Rossella Cipro
Dallo scaffale della libreria, due occhi incorniciati da una spessa montatura nera ricambiano lo sguardo di chi passa indaffarato e disattento, aspettando che qualcuno si fermi a indagare le pagine che si nascondono dietro la copertina. Il titolo è Stoner, l’autore è John Williams, la traduzione è di Stefano Tummolini e il volume che finalmente avete in mano è una ristampa del 2019 edita da Fazi Editore, con una postfazione di Peter Cameron tradotta da Giuseppina Oneto.
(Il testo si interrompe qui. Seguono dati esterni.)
//! On-device persisted store
//!
//! Both collections (`pending_analyses`, `landmarks`) live as JSON array blobs in
//! a [`KeyValueStore`]. [`LocalStore`] is the only way to mutate them: every
//! read-modify-write cycle is one [`KeyValueStore::update_all`], which reads and
//! rewrites both blobs under the backend's exclusive write lock. Capture-time
//! enqueues, drain reconciliation and journal edits never interleave, even when
//! they come from different processes sharing one database file.
//!
//! Plain reads fail open: a missing, corrupt or unreadable blob is an empty
//! collection. Inside an update only corrupt data is treated as empty; a failed
//! read aborts the update so nothing is written back.

pub mod memory;
pub mod sqlite;

pub use memory::MemoryKvStore;
pub use sqlite::SqliteKvStore;

use async_trait::async_trait;
use serde::de::DeserializeOwned;
use std::sync::Arc;
use tokio::sync::Mutex;
use tracing::warn;
use tripai_common::{Error, LandmarkRecord, PendingItem, Result};

/// Key of the pending-analysis queue blob
pub const PENDING_KEY: &str = "pending_analyses";

/// Key of the landmark journal blob
pub const LANDMARKS_KEY: &str = "landmarks";

/// Rewrite step of [`KeyValueStore::update_all`]: current blobs in, one new value per key out
pub type BlobUpdate<'a> =
    Box<dyn FnOnce(Vec<Option<String>>) -> Result<Vec<String>> + Send + 'a>;

/// String blob per named key
#[async_trait]
pub trait KeyValueStore: Send + Sync {
    async fn get(&self, key: &str) -> Result<Option<String>>;

    /// Read `keys` and replace them with what `f` returns, as one exclusive write
    ///
    /// Nothing is written when a read or `f` fails.
    async fn update_all(&self, keys: &[&str], f: BlobUpdate<'_>) -> Result<()>;
}

/// Both collections as read at the start of an update
#[derive(Debug, Clone, Default)]
pub struct Collections {
    pub pending: Vec<PendingItem>,
    pub landmarks: Vec<LandmarkRecord>,
}

/// Serialized access to the two persisted collections
#[derive(Clone)]
pub struct LocalStore {
    kv: Arc<dyn KeyValueStore>,
    write_lock: Arc<Mutex<()>>,
}

impl LocalStore {
    pub fn new(kv: Arc<dyn KeyValueStore>) -> Self {
        Self {
            kv,
            write_lock: Arc::new(Mutex::new(())),
        }
    }

    /// Store backed by process memory only
    pub fn in_memory() -> Self {
        Self::new(Arc::new(MemoryKvStore::new()))
    }

    /// Current queue, in enqueue order
    pub async fn pending(&self) -> Vec<PendingItem> {
        self.read_collection(PENDING_KEY).await
    }

    /// Current journal, in insertion order
    pub async fn landmarks(&self) -> Vec<LandmarkRecord> {
        self.read_collection(LANDMARKS_KEY).await
    }

    /// Run one atomic read-modify-write over both collections
    ///
    /// Nothing is persisted if reading or writing fails; the error is returned.
    pub async fn update<T, F>(&self, f: F) -> Result<T>
    where
        F: FnOnce(&mut Collections) -> T + Send,
        T: Send,
    {
        let _guard = self.write_lock.lock().await;

        let mut result = None;
        let slot = &mut result;
        self.kv
            .update_all(
                &[PENDING_KEY, LANDMARKS_KEY],
                Box::new(move |blobs: Vec<Option<String>>| {
                    let mut blobs = blobs.into_iter();
                    let mut collections = Collections {
                        pending: decode_collection(PENDING_KEY, blobs.next().flatten()),
                        landmarks: decode_collection(LANDMARKS_KEY, blobs.next().flatten()),
                    };

                    *slot = Some(f(&mut collections));

                    Ok(vec![
                        serde_json::to_string(&collections.pending)?,
                        serde_json::to_string(&collections.landmarks)?,
                    ])
                }),
            )
            .await?;

        result.ok_or_else(|| Error::Internal("Store update did not run".to_string()))
    }

    async fn read_collection<T: DeserializeOwned>(&self, key: &str) -> Vec<T> {
        match self.kv.get(key).await {
            Ok(blob) => decode_collection(key, blob),
            Err(e) => {
                warn!(key, error = %e, "Stored collection unreadable, treating as empty");
                Vec::new()
            }
        }
    }
}

/// Corrupt blobs read as empty
fn decode_collection<T: DeserializeOwned>(key: &str, blob: Option<String>) -> Vec<T> {
    let Some(blob) = blob else {
        return Vec::new();
    };
    match serde_json::from_str::<Vec<T>>(&blob) {
        Ok(items) => items,
        Err(e) => {
            warn!(key, error = %e, "Stored collection is corrupt, treating as empty");
            Vec::new()
        }
    }
}

/// Write one raw blob, bypassing the collection codec
#[cfg(test)]
pub(crate) async fn seed(kv: &dyn KeyValueStore, key: &str, value: &str) {
    let value = value.to_string();
    kv.update_all(&[key], Box::new(move |_| Ok(vec![value])))
        .await
        .unwrap();
}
La prima prima edizione di questo romanzo è del 1965. Stoner non fu accolto come meritava, vendendo a malapena duemila copie. Quando nel 2003 venne ristampato dalla New York Review Books oltrepassò la vetta delle cinquantamila copie vendute: fu letteralmente un successo.
È la storia di un uomo come tanti, un anonimo individuo la cui vita sembrerebbe avere poco o nulla di speciale. William Stoner è nato nel 1891 a Booneville, un piccolo paesino del Missouri, a pochi chilometri da Columbia, la sede dell’università che determinerà le sue sorti e che formerà la sua sensibilità.
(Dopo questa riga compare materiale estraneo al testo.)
//! Event system for TripAI
//!
//! Provides the sync progress events and the EventBus that carries them.

use serde::{Deserialize, Serialize};
use tokio::sync::broadcast;
use uuid::Uuid;

/// Events emitted while the pending queue is drained
///
/// Per drain: one `DrainStarted`, then one `ItemStarted` per queued item
/// (with `current` counting 1..=total) followed by either `ItemSynced` or
/// `ItemFailed`, then exactly one `DrainCompleted`.
#[derive(Debug, Clone, PartialEq, Serialize, Deserialize)]
#[serde(tag = "type")]
pub enum SyncEvent {
    /// A drain took its snapshot of the queue
    DrainStarted {
        total: usize,
        timestamp: chrono::DateTime<chrono::Utc>,
    },

    /// An item is about to be analyzed
    ItemStarted {
        /// 1-based position in the snapshot
        current: usize,
        total: usize,
        pending_id: Uuid,
    },

    /// An item was analyzed and its placeholder reconciled
    ItemSynced {
        pending_id: Uuid,
        server_id: i64,
        name: String,
    },

    /// An item failed and stays queued for the next drain
    ItemFailed { pending_id: Uuid, reason: String },

    /// The drain finished; emitted exactly once per drain
    DrainCompleted {
        success_count: usize,
        fail_count: usize,
        timestamp: chrono::DateTime<chrono::Utc>,
    },
}

/// Central event distribution bus
///
/// Wraps `tokio::sync::broadcast`:
/// - Non-blocking publish (slow subscribers don't block the drain)
/// - Multiple concurrent subscribers
/// - Lagged message detection for slow subscribers
///
/// # Examples
///
/// ```
/// use tripai_common::events::{EventBus, SyncEvent};
///
/// let event_bus = EventBus::new(100);
/// let mut rx = event_bus.subscribe();
///
/// event_bus.emit_lossy(SyncEvent::DrainStarted {
///     total: 0,
///     timestamp: chrono::Utc::now(),
/// });
///
/// assert!(matches!(rx.try_recv(), Ok(SyncEvent::DrainStarted { total: 0, .. })));
/// ```
#[derive(Clone)]
pub struct EventBus {
    tx: broadcast::Sender<SyncEvent>,
}

impl EventBus {
    /// Creates a new EventBus with specified channel capacity
    ///
    /// `capacity` is the number of events buffered per subscriber before the
    /// oldest are dropped.
    pub fn new(capacity: usize) -> Self {
        let (tx, _) = broadcast::channel(capacity);
        Self { tx }
    }

    /// Subscribe to all future events
    ///
    /// Events emitted before subscription are not received.
    pub fn subscribe(&self) -> broadcast::Receiver<SyncEvent> {
        self.tx.subscribe()
    }

    /// Emit an event, ignoring if no subscribers are listening
    pub fn emit_lossy(&self, event: SyncEvent) {
        let _ = self.tx.send(event);
    }
}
Cresciuto in un’umile famiglia contadina, William Stoner ha dedicato la sua infanzia e la sua adolescenza alla cura degli animali e al lavoro nei campi, sempre pronto ad aiutare i suoi genitori.
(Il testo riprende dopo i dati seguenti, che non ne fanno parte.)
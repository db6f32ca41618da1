//! Common error types for TripAI

use thiserror::Error;

/// Common result type for TripAI operations
pub type Result<T> = std::result::Result<T, Error>;

/// Common error types across TripAI crates
#[derive(Error, Debug)]
pub enum Error {
    /// Database operation error (wraps sqlx::Error)
    #[error("Database error: {0}")]
    Database(#[from] sqlx::Error),

    /// I/O operation error (wraps std::io::Error)
    #[error("IO error: {0}")]
    Io(#[from] std::io::Error),

    /// JSON encoding or decoding of a persisted collection failed
    #[error("Serialization error: {0}")]
    Serialization(#[from] serde_json::Error),

    /// Configuration loading or validation error
    #[error("Configuration error: {0}")]
    Config(String),

    /// Requested resource not found
    #[error("Not found: {0}")]
    NotFound(String),

    /// Invalid user input or request parameter
    #[error("Invalid input: {0}")]
    InvalidInput(String),

    /// Internal error
    #[error("Internal error: {0}")]
    Internal(String),
}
Di temperamento placido e mansueto, non era mai riuscito a immaginare un futuro diverso dal suo presente, finché, all’età di diciannove anni, suo padre non gli lascia molta scelta e, cosa del tutto inaspettata, lo fa iscrivere alla facoltà di agraria della Columbia University. Ed è proprio qui che comincia il suo viaggio.
William Stoner non ha nulla da perdere. La sua esistenza è sempre stata piatta, dal sapore stantio e dall’odore acre. A diciannove anni è un giovane già invecchiato: i corsi dell’università sono un impegno che Stoner accoglie così come ha accolto il lavoro nella fattoria dei genitori prima e in quella dello zio Foote poi: senza controbattere, fa il suo dovere come meglio può, portando a termine ogni mansione. Di giorno lavora, mentre di notte ne approfitta per studiare.
Anche il suo aspetto appare sfiorito: come il personaggio di un cartone animato, indossa sempre lo stesso completo, così da rendersi riconoscibile quando si sposta per i cortili e i corridoi dell’Università.
La svolta nella sua vita arriva quando comincia a seguire le lezioni di un corso obbligatorio per laurearsi in Scienze alla facoltà di Agraria: letteratura inglese. Durante la prima lezione, il Professor Archer Sloane legge loro un sonetto di Shakespeare. Per William Stoner quei versi sono solo segni messi in fila in un ordine che non ha alcun significato, ma in poco tempo ne rimane affascinato e la letteratura diventa lo scopo della sua esistenza. In poco tempo stringe un forte legame con Sloane e comincia a partecipare a eventi letterari frequentati da personaggi di spicco.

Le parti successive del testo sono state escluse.